What Are the Best Practices of Writing a Scale?

Written by Inkblot Analytics Editorial Team | May 9, 2022 2:00:00 PM

Measurement is a roadblock in psychological research. To measure a person’s abilities, attitudes, and traits, you cannot simply place them on a literal scale and record the “weight.” But wouldn’t it be nice if you could.

Features that are not directly observable—called latent variables—require a different kind of scale; one fit for psychological research. That’s why response scales were created, so that the mind can be effectively measured.

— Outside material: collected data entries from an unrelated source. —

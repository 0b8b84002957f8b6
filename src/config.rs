//! # Configuration Module
//!
//! This module provides configuration support for licensure, allowing users to
//! register comment styles for extra file extensions or override the builtin
//! style of an extension.
//!
//! Configuration can be specified in a `.licensure.toml` file in the scanned
//! root, via the `--config` flag, or via the `LICENSURE_CONFIG` environment
//! variable.

use std::collections::HashMap;
use std::path::{Path, PathBuf};

use serde::Deserialize;

use crate::comment::CommentStyle;
use crate::verbose_log;

/// The default config file name.
pub const DEFAULT_CONFIG_FILENAME: &str = ".licensure.toml";

/// Environment variable for specifying config file path.
pub const CONFIG_ENV_VAR: &str = "LICENSURE_CONFIG";

/// User-defined comment style configuration.
///
/// A style with only `middle` is a line comment. A style with `top` and
/// `bottom` is a block comment whose body lines are prefixed with `middle`.
#[derive(Debug, Clone, Deserialize, PartialEq, Eq)]
pub struct CommentStyleConfig {
  /// The line placed before the body (e.g., "/*").
  /// Empty for line-style comments.
  #[serde(default)]
  pub top: String,

  /// The prefix of each body line (e.g., " * " or "// ").
  pub middle: String,

  /// The line placed after the body (e.g., " */").
  /// Empty for line-style comments.
  #[serde(default)]
  pub bottom: String,
}

impl CommentStyleConfig {
  /// Create a new line-comment style.
  pub fn line(prefix: &str) -> Self {
    Self {
      top: String::new(),
      middle: prefix.to_string(),
      bottom: String::new(),
    }
  }

  /// Create a new block-comment style.
  pub fn block(top: &str, middle: &str, bottom: &str) -> Self {
    Self {
      top: top.to_string(),
      middle: middle.to_string(),
      bottom: bottom.to_string(),
    }
  }
}

impl From<&CommentStyleConfig> for CommentStyle {
  fn from(config: &CommentStyleConfig) -> Self {
    let non_empty = |s: &str| (!s.is_empty()).then(|| s.to_string());
    Self::from_tokens(
      non_empty(&config.top),
      config.middle.clone(),
      non_empty(&config.bottom),
    )
  }
}

/// Main configuration struct for licensure.
#[derive(Debug, Default, Deserialize)]
pub struct Config {
  /// Comment styles keyed by file extension without the leading dot
  /// (e.g., "java", "jsonc"). Keys are case-sensitive.
  #[serde(default, rename = "comment-styles")]
  pub comment_styles: HashMap<String, CommentStyleConfig>,
}

/// Error type for configuration operations.
#[derive(Debug, thiserror::Error)]
pub enum ConfigError {
  /// The config file could not be read.
  #[error("Failed to read config file '{path}': {source}")]
  ReadError { path: PathBuf, source: std::io::Error },

  /// The config file contains invalid TOML.
  #[error("Failed to parse config file '{path}': {source}")]
  ParseError { path: PathBuf, source: toml::de::Error },

  /// A comment style configuration is invalid.
  #[error("Invalid comment style for '{extension}': {message}")]
  InvalidCommentStyle { extension: String, message: String },
}

impl Config {
  /// Load configuration from a file.
  ///
  /// # Errors
  ///
  /// Returns a [`ConfigError`] if the file cannot be read, is not valid TOML,
  /// or declares an invalid comment style.
  pub fn load(path: &Path) -> Result<Self, ConfigError> {
    verbose_log!("Loading config from: {}", path.display());

    let content = std::fs::read_to_string(path).map_err(|e| ConfigError::ReadError {
      path: path.to_path_buf(),
      source: e,
    })?;

    let config = Self::parse(&content).map_err(|e| match e {
      ConfigError::ParseError { source, .. } => ConfigError::ParseError {
        path: path.to_path_buf(),
        source,
      },
      other => other,
    })?;

    verbose_log!("Loaded {} comment style overrides", config.comment_styles.len());

    Ok(config)
  }

  /// Parse and validate configuration from TOML text.
  pub fn parse(content: &str) -> Result<Self, ConfigError> {
    let config: Self = toml::from_str(content).map_err(|e| ConfigError::ParseError {
      path: PathBuf::new(),
      source: e,
    })?;
    config.validate()?;
    Ok(config)
  }

  /// Validate the configuration.
  ///
  /// Checks that:
  /// - Extension keys are non-empty and contain no `.`
  /// - All `middle` fields are non-empty
  /// - `top` and `bottom` are either both set or both empty
  fn validate(&self) -> Result<(), ConfigError> {
    for (ext, style) in &self.comment_styles {
      let invalid = |message: &str| ConfigError::InvalidCommentStyle {
        extension: ext.clone(),
        message: message.to_string(),
      };

      if ext.is_empty() {
        return Err(invalid("extension cannot be empty"));
      }

      if ext.starts_with('.') {
        return Err(invalid("extension should not include leading dot"));
      }

      if ext.contains('.') {
        return Err(invalid("only the final extension segment is matched"));
      }

      if style.middle.is_empty() {
        return Err(invalid("middle field cannot be empty"));
      }

      if style.top.is_empty() != style.bottom.is_empty() {
        return Err(invalid("top and bottom must both be set for block comments"));
      }
    }

    Ok(())
  }

  /// Check if the configuration has any comment style overrides.
  pub fn has_overrides(&self) -> bool {
    !self.comment_styles.is_empty()
  }
}

/// Discover the configuration file path.
///
/// The configuration file is discovered in the following order:
/// 1. Path specified via `--config` flag (passed as `explicit_path`), whether
///    or not it exists
/// 2. Path specified via `LICENSURE_CONFIG` environment variable
/// 3. `.licensure.toml` in the scanned root
pub fn discover_config_path(explicit_path: Option<&Path>, root: &Path) -> Option<PathBuf> {
  // An explicit path is used even if it does not exist, so loading reports it.
  if let Some(path) = explicit_path {
    verbose_log!("Using explicit config path: {}", path.display());
    return Some(path.to_path_buf());
  }

  if let Ok(env_path) = std::env::var(CONFIG_ENV_VAR) {
    let path = PathBuf::from(&env_path);
    if path.exists() {
      verbose_log!("Using config from {}: {}", CONFIG_ENV_VAR, path.display());
      return Some(path);
    }
    verbose_log!("{} path does not exist: {}", CONFIG_ENV_VAR, env_path);
  }

  let root_config = root.join(DEFAULT_CONFIG_FILENAME);
  if root_config.exists() {
    verbose_log!("Using root config: {}", root_config.display());
    return Some(root_config);
  }

  verbose_log!("No config file found");
  None
}

/// Load configuration from the discovered path.
///
/// Returns `Ok(None)` when discovery is disabled or no file is found.
pub fn load_config(explicit_path: Option<&Path>, root: &Path, no_config: bool) -> Result<Option<Config>, ConfigError> {
  if no_config {
    verbose_log!("Config file discovery disabled (--no-config)");
    return Ok(None);
  }

  match discover_config_path(explicit_path, root) {
    Some(path) => Config::load(&path).map(Some),
    None => Ok(None),
  }
}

If you want to learn how to write a scale for psychometric investigation, the following tips might help you create an accurate and reliable tool.

When to Use a Scale

In psychology, scales are a series of statements or questions concise to a construct. They are used to measure psychological variables. Some common latent variables you can measure with a scale are:

Attitudes
Behaviors
Beliefs
Biases
Emotions
General intelligence
Personality traits
Satisfaction
Values

Whether your scope is experimental or market research, the best practices of writing a scale are generally the same.

Steps for Writing a Scale

The first thing to do when writing a scale is figure out what you want to measure.

Step 1: Define the topic.

While it may be tempting to jump right into writing items and questions, background research can save you time in the long run.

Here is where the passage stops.